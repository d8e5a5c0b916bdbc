//! Field validation shared by drafts and forms.

use std::error::Error;
use std::fmt::{Display, Formatter};

/// One rejected input field.
#[derive(Debug, Clone, PartialEq, Eq)]
pub struct ValidationError {
    pub field: &'static str,
    pub message: String,
}

impl ValidationError {
    pub fn new(field: &'static str, message: impl Into<String>) -> Self {
        Self {
            field,
            message: message.into(),
        }
    }
}

impl Display for ValidationError {
    fn fmt(&self, f: &mut Formatter<'_>) -> std::fmt::Result {
        write!(f, "{}: {}", self.field, self.message)
    }
}

impl Error for ValidationError {}

pub type ValidationResult = Result<(), ValidationError>;

/// Requires a non-blank value.
pub fn require(field: &'static str, value: &str) -> ValidationResult {
    if value.trim().is_empty() {
        return Err(ValidationError::new(field, "This field is required."));
    }
    Ok(())
}

/// Rejects values longer than `max` characters.
pub fn max_chars(field: &'static str, value: &str, max: usize) -> ValidationResult {
    let count = value.chars().count();
    if count > max {
        return Err(ValidationError::new(
            field,
            format!("Ensure this value has at most {max} characters (it has {count})."),
        ));
    }
    Ok(())
}

/// Accepts absolute `http`/`https` URLs with a host.
pub fn url(field: &'static str, value: &str) -> ValidationResult {
    if is_http_url(value) {
        return Ok(());
    }
    Err(ValidationError::new(field, "Enter a valid URL."))
}

/// Like [`url`] but accepts blank input.
pub fn optional_url(field: &'static str, value: &str) -> ValidationResult {
    if value.trim().is_empty() {
        return Ok(());
    }
    url(field, value)
}

pub fn is_http_url(value: &str) -> bool {
    let trimmed = value.trim();
    let rest = trimmed
        .strip_prefix("https://")
        .or_else(|| trimmed.strip_prefix("http://"));
    match rest {
        Some(rest) => {
            let host = rest.split(['/', '?', '#']).next().unwrap_or("");
            !host.is_empty() && !trimmed.chars().any(char::is_whitespace)
        }
        None => false,
    }
}

/// Truncates to at most `max` characters on a char boundary.
pub fn truncate_chars(value: &str, max: usize) -> String {
    value.chars().take(max).collect()
}

#[cfg(test)]
mod tests {
    use super::*;

    #[test]
    fn url_requires_scheme_and_host() {
        assert!(is_http_url("https://example.com/a.png"));
        assert!(is_http_url("http://localhost:8000"));
        assert!(!is_http_url("example.com"));
        assert!(!is_http_url("https://"));
        assert!(!is_http_url("ftp://example.com"));
        assert!(!is_http_url("https://exa mple.com"));
    }

    #[test]
    fn truncate_respects_multibyte_characters() {
        assert_eq!(truncate_chars("héllo", 2), "hé");
        assert_eq!(truncate_chars("abc", 10), "abc");
    }

    #[test]
    fn max_chars_counts_characters_not_bytes() {
        assert!(max_chars("title", "ééé", 3).is_ok());
        assert!(max_chars("title", "éééé", 3).is_err());
    }
}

++++++++++++++++++++

What to work on
Copy out all lines of the material above in which "example" occurs.

Answer below
        assert!(is_http_url("https://example.com/a.png"));
        assert!(!is_http_url("example.com"));
        assert!(!is_http_url("ftp://example.com"));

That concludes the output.